• _Exercise objective_:
Copy out the entries exactly. Print them in full.

(Supplied information Opens)

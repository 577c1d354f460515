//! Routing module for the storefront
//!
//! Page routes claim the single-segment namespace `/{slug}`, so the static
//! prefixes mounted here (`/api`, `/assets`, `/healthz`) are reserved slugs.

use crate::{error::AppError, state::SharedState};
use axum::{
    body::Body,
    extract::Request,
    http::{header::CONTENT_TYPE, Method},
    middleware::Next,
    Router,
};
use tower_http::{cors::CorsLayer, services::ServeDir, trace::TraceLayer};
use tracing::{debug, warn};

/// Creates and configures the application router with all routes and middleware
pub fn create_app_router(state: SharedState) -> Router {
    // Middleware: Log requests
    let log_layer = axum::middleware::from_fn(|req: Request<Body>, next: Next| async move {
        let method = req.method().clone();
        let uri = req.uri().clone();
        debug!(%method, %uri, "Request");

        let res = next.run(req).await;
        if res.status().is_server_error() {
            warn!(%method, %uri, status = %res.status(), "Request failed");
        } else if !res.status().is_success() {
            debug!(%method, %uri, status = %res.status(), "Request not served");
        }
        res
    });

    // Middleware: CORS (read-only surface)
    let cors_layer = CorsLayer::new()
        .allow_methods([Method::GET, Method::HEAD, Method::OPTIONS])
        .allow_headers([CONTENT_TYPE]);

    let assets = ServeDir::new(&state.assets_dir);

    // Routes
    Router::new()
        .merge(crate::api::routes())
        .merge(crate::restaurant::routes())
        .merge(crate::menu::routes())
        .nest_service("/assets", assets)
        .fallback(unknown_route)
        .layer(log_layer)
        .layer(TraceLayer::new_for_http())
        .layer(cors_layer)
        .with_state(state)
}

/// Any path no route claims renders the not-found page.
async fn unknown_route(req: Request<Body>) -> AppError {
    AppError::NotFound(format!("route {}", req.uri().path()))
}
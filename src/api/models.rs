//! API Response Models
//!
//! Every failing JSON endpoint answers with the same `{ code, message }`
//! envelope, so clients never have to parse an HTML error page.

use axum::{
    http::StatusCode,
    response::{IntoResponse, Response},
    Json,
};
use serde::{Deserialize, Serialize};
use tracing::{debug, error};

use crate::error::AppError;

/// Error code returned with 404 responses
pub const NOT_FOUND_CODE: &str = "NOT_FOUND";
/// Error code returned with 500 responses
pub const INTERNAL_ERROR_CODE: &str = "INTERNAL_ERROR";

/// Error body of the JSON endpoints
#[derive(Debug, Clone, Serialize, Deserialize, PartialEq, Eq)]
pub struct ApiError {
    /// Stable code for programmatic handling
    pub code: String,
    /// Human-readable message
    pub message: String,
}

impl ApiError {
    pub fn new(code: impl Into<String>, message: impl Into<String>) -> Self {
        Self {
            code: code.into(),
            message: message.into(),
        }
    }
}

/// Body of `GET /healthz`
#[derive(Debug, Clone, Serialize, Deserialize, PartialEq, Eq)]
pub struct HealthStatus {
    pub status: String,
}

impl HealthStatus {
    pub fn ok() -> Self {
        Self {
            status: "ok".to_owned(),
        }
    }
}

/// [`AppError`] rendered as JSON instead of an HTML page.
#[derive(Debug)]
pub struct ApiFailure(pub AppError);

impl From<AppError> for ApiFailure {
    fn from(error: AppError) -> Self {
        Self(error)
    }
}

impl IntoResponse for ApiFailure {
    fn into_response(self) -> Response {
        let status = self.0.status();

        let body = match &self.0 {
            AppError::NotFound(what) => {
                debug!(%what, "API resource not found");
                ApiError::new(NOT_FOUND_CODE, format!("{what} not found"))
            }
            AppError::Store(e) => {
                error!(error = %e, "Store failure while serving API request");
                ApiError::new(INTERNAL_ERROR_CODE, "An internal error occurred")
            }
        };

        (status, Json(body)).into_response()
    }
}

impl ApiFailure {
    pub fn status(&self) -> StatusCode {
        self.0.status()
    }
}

(Supplied information Closes)

• _Your response_:
repository 577c1d354f460515
//! Routing module for the storefront
//!
//! Page routes claim the single-segment namespace `/{slug}`, so the static
//! prefixes mounted here (`/api`, `/assets`, `/healthz`) are reserved slugs.

use crate::{error::AppError, state::SharedState};
use axum::{
    body::Body,
    extract::Request,
    http::{header::CONTENT_TYPE, Method},
    middleware::Next,
    Router,
};
use tower_http::{cors::CorsLayer, services::ServeDir, trace::TraceLayer};
use tracing::{debug, warn};

/// Creates and configures the application router with all routes and middleware
pub fn create_app_router(state: SharedState) -> Router {
    // Middleware: Log requests
    let log_layer = axum::middleware::from_fn(|req: Request<Body>, next: Next| async move {
        let method = req.method().clone();
        let uri = req.uri().clone();
        debug!(%method, %uri, "Request");

        let res = next.run(req).await;
        if res.status().is_server_error() {
            warn!(%method, %uri, status = %res.status(), "Request failed");
        } else if !res.status().is_success() {
            debug!(%method, %uri, status = %res.status(), "Request not served");
        }
        res
    });

    // Middleware: CORS (read-only surface)
    let cors_layer = CorsLayer::new()
        .allow_methods([Method::GET, Method::HEAD, Method::OPTIONS])
        .allow_headers([CONTENT_TYPE]);

    let assets = ServeDir::new(&state.assets_dir);

    // Routes
    Router::new()
        .merge(crate::api::routes())
        .merge(crate::restaurant::routes())
        .merge(crate::menu::routes())
        .nest_service("/assets", assets)
        .fallback(unknown_route)
        .layer(log_layer)
        .layer(TraceLayer::new_for_http())
        .layer(cors_layer)
        .with_state(state)
}

/// Any path no route claims renders the not-found page.
async fn unknown_route(req: Request<Body>) -> AppError {
    AppError::NotFound(format!("route {}", req.uri().path()))
}
filename src/api/models.rs
//! API Response Models
//!
//! Every failing JSON endpoint answers with the same `{ code, message }`
//! envelope, so clients never have to parse an HTML error page.

use axum::{
    http::StatusCode,
    response::{IntoResponse, Response},
    Json,
};
use serde::{Deserialize, Serialize};
use tracing::{debug, error};

use crate::error::AppError;

/// Error code returned with 404 responses
pub const NOT_FOUND_CODE: &str = "NOT_FOUND";
/// Error code returned with 500 responses
pub const INTERNAL_ERROR_CODE: &str = "INTERNAL_ERROR";

/// Error body of the JSON endpoints
#[derive(Debug, Clone, Serialize, Deserialize, PartialEq, Eq)]
pub struct ApiError {
    /// Stable code for programmatic handling
    pub code: String,
    /// Human-readable message
    pub message: String,
}

impl ApiError {
    pub fn new(code: impl Into<String>, message: impl Into<String>) -> Self {
        Self {
            code: code.into(),
            message: message.into(),
        }
    }
}

/// Body of `GET /healthz`
#[derive(Debug, Clone, Serialize, Deserialize, PartialEq, Eq)]
pub struct HealthStatus {
    pub status: String,
}

impl HealthStatus {
    pub fn ok() -> Self {
        Self {
            status: "ok".to_owned(),
        }
    }
}

/// [`AppError`] rendered as JSON instead of an HTML page.
#[derive(Debug)]
pub struct ApiFailure(pub AppError);

impl From<AppError> for ApiFailure {
    fn from(error: AppError) -> Self {
        Self(error)
    }
}

impl IntoResponse for ApiFailure {
    fn into_response(self) -> Response {
        let status = self.0.status();

        let body = match &self.0 {
            AppError::NotFound(what) => {
                debug!(%what, "API resource not found");
                ApiError::new(NOT_FOUND_CODE, format!("{what} not found"))
            }
            AppError::Store(e) => {
                error!(error = %e, "Store failure while serving API request");
                ApiError::new(INTERNAL_ERROR_CODE, "An internal error occurred")
            }
        };

        (status, Json(body)).into_response()
    }
}

impl ApiFailure {
    pub fn status(&self) -> StatusCode {
        self.0.status()
    }
}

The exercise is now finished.